*** Opening AVAILABLE DATA ***

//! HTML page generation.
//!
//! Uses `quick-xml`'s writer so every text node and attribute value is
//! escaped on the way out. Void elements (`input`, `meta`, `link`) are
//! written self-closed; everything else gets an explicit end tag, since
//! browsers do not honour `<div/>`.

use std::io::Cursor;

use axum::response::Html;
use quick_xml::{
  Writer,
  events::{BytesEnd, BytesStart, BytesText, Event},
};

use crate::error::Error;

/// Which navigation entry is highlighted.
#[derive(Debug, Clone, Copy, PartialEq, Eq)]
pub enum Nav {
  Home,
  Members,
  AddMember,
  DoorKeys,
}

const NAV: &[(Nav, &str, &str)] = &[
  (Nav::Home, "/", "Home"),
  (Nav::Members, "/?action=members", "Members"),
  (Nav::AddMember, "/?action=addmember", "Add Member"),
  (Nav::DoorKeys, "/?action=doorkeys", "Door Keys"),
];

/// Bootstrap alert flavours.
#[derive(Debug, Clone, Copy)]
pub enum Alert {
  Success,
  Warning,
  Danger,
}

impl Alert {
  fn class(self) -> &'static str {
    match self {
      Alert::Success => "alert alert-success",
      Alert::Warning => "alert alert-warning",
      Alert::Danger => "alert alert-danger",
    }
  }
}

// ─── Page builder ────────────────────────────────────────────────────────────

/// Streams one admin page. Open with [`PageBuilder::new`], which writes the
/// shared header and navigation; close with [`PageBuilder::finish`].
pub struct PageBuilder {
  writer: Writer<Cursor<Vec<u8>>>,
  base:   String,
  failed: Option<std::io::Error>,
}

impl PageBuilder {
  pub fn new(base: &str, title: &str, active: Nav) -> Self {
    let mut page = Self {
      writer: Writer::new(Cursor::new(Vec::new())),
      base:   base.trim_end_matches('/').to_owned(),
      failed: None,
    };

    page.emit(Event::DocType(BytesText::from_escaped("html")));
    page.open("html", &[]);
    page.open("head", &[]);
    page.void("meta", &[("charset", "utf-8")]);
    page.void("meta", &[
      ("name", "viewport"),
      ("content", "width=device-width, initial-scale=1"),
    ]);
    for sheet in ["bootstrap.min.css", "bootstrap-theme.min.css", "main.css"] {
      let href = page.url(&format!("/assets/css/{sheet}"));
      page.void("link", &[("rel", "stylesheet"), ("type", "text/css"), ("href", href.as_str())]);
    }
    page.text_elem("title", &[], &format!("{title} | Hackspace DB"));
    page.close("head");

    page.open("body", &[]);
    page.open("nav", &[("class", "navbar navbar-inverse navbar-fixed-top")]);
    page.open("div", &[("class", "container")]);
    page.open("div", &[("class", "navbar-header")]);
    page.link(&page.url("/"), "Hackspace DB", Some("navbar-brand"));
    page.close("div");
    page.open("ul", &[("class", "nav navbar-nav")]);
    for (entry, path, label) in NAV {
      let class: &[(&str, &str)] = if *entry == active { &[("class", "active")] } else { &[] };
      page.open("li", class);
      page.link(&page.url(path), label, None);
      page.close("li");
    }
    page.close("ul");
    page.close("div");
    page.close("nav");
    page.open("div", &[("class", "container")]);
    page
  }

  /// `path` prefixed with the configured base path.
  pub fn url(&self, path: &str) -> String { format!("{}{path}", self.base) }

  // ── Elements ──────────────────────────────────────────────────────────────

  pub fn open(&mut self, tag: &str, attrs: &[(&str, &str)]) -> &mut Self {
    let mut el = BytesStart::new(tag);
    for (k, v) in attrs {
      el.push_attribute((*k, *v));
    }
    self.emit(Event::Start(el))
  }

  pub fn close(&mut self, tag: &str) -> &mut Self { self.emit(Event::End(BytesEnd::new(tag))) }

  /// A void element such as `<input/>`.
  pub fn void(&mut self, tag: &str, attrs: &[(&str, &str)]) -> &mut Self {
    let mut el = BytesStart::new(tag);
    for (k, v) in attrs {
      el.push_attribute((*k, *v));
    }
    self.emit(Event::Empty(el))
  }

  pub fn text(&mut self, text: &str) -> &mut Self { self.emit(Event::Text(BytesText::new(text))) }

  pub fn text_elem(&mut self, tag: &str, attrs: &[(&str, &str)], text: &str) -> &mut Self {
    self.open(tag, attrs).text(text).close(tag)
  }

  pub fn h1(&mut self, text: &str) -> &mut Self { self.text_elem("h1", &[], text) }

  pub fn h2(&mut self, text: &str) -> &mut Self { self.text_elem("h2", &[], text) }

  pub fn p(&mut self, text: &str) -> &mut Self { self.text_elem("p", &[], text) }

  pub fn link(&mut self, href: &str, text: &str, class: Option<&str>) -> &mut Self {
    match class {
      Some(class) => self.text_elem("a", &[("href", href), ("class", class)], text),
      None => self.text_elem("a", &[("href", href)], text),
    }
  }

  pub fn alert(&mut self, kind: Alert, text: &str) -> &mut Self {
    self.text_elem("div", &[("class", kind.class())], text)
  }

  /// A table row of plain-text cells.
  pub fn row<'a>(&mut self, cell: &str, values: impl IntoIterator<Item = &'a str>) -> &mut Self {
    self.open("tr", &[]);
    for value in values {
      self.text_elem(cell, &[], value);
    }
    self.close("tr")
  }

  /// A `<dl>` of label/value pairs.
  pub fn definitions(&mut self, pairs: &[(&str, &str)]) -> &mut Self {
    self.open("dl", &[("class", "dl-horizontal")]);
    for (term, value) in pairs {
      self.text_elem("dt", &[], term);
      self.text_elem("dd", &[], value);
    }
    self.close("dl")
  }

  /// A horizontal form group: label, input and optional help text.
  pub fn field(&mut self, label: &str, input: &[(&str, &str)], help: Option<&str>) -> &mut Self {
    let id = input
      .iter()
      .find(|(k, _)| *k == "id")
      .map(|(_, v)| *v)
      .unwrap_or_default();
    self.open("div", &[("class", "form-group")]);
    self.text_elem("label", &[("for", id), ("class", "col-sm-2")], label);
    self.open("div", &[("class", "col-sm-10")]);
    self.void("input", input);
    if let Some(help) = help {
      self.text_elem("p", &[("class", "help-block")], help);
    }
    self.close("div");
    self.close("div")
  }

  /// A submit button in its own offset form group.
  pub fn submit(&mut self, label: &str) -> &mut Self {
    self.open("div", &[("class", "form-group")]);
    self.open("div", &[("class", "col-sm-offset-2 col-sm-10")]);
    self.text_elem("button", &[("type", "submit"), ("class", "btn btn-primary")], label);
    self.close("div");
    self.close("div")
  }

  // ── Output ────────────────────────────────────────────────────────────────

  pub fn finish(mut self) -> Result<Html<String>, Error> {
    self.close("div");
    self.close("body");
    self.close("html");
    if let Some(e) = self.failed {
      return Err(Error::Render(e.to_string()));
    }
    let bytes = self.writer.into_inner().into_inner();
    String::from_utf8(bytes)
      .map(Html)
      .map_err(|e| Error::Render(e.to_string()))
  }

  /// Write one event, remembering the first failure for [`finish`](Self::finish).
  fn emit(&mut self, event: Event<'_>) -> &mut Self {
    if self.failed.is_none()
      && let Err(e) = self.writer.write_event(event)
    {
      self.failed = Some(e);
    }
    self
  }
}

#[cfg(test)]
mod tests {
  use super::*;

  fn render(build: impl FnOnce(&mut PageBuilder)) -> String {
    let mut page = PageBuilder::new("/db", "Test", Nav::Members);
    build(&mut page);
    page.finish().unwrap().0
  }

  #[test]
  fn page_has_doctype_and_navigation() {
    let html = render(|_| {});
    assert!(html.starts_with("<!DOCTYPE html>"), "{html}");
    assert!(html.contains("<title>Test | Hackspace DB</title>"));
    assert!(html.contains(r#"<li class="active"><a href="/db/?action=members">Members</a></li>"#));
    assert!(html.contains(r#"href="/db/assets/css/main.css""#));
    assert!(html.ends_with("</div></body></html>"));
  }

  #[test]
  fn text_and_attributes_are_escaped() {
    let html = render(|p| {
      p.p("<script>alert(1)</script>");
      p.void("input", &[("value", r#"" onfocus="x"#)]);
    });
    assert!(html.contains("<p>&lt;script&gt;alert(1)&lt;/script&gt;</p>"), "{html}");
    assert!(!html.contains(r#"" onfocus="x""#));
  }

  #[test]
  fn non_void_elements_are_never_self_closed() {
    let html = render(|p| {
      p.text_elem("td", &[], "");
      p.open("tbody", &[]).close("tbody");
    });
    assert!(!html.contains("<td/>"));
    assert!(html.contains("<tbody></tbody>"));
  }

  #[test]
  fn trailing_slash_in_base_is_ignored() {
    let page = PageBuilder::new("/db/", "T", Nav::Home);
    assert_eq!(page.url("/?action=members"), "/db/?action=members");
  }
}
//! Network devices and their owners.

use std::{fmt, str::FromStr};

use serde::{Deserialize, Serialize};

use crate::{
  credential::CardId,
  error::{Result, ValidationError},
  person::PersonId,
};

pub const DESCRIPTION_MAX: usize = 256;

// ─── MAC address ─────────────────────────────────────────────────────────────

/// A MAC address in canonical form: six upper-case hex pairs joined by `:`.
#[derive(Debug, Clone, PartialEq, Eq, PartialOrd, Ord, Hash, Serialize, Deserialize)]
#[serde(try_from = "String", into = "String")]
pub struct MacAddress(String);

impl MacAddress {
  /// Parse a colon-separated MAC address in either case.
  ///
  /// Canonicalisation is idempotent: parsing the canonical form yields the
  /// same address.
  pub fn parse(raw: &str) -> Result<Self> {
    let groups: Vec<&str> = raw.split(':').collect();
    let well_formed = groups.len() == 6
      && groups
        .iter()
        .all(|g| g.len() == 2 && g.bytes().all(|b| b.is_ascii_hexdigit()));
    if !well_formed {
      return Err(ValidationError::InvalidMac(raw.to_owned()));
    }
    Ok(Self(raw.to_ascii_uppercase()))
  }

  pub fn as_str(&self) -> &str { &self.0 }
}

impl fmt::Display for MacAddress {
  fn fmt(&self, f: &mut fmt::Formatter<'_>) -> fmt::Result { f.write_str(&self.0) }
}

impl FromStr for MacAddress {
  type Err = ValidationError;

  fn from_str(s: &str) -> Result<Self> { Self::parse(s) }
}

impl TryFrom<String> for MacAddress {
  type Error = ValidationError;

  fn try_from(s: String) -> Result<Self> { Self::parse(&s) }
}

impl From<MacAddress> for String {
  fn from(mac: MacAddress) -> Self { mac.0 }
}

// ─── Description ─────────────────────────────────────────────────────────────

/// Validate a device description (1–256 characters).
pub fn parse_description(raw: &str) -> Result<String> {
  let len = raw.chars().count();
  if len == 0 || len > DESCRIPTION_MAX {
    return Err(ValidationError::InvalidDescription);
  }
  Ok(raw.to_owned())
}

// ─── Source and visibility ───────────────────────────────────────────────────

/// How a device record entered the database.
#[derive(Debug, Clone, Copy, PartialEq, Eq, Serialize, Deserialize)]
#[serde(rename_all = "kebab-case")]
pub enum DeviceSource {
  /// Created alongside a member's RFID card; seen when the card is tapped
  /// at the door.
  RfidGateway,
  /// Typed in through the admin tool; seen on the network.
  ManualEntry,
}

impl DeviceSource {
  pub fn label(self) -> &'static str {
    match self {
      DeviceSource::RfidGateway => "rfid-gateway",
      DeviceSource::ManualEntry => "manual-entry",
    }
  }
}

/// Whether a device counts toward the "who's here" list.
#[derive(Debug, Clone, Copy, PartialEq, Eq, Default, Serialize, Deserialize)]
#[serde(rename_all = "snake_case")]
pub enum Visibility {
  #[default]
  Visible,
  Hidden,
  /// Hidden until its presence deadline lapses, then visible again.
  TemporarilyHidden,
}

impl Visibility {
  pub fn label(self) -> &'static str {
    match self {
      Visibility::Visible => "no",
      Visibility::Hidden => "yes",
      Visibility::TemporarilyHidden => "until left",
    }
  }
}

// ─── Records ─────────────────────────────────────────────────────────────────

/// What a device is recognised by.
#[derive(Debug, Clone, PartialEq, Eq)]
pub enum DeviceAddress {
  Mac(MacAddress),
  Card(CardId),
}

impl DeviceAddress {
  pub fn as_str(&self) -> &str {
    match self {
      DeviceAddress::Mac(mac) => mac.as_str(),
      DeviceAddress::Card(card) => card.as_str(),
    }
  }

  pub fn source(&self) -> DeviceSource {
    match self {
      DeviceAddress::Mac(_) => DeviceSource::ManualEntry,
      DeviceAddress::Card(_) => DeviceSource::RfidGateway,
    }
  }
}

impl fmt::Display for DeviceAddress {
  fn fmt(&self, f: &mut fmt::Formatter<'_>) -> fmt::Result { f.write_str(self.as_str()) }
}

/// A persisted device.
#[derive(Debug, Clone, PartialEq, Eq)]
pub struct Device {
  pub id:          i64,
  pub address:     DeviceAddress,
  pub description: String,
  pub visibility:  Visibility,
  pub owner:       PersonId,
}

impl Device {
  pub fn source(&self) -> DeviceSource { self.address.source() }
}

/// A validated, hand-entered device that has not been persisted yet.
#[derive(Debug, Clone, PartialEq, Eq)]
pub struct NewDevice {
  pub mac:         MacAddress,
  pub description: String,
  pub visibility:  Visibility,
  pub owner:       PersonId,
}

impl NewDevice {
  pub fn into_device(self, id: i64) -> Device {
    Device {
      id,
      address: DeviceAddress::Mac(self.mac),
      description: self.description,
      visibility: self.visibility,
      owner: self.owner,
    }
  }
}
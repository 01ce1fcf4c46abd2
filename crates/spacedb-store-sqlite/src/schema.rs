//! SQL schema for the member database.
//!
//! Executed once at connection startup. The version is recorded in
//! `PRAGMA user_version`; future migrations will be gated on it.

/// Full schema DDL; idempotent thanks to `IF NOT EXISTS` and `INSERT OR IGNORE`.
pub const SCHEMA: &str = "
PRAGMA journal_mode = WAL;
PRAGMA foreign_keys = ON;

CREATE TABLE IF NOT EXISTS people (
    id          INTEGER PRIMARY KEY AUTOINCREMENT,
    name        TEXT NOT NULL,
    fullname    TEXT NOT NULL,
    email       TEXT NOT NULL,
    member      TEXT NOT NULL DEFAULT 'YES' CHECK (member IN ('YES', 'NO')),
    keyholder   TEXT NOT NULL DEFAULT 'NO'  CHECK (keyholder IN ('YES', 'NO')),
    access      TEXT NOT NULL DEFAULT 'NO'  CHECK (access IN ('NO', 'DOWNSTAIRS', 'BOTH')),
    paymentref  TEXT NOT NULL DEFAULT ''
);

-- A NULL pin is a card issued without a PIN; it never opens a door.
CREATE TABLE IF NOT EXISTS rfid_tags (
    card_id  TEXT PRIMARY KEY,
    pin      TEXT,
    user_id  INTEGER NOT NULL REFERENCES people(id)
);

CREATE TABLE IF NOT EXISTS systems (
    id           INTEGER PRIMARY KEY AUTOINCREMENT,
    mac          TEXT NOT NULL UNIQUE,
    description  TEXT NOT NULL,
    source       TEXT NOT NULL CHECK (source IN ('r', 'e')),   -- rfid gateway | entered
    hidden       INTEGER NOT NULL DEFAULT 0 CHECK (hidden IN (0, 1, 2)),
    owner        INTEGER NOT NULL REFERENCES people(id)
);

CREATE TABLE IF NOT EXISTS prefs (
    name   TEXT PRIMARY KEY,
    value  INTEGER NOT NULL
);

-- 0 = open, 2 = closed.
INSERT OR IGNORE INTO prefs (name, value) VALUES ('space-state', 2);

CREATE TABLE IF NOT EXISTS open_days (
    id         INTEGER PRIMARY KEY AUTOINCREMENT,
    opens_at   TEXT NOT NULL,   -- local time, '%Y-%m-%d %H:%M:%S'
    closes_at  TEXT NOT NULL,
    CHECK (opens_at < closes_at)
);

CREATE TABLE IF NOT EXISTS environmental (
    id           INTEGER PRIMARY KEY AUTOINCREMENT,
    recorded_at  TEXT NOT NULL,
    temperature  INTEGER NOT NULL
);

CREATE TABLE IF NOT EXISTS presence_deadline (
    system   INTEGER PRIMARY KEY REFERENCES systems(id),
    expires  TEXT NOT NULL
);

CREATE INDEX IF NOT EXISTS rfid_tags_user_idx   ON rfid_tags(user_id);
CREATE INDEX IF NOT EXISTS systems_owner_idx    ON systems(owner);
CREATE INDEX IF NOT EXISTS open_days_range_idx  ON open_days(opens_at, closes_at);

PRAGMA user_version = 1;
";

*** Closing AVAILABLE DATA ***

ACTIVITY: The answer should consist of every line above in which "navbar" appears.

RESULT OF THE EXERCISE:
    page.open("nav", &[("class", "navbar navbar-inverse navbar-fixed-top")]);
    page.open("div", &[("class", "navbar-header")]);
    page.link(&page.url("/"), "Hackspace DB", Some("navbar-brand"));
    page.open("ul", &[("class", "nav navbar-nav")]);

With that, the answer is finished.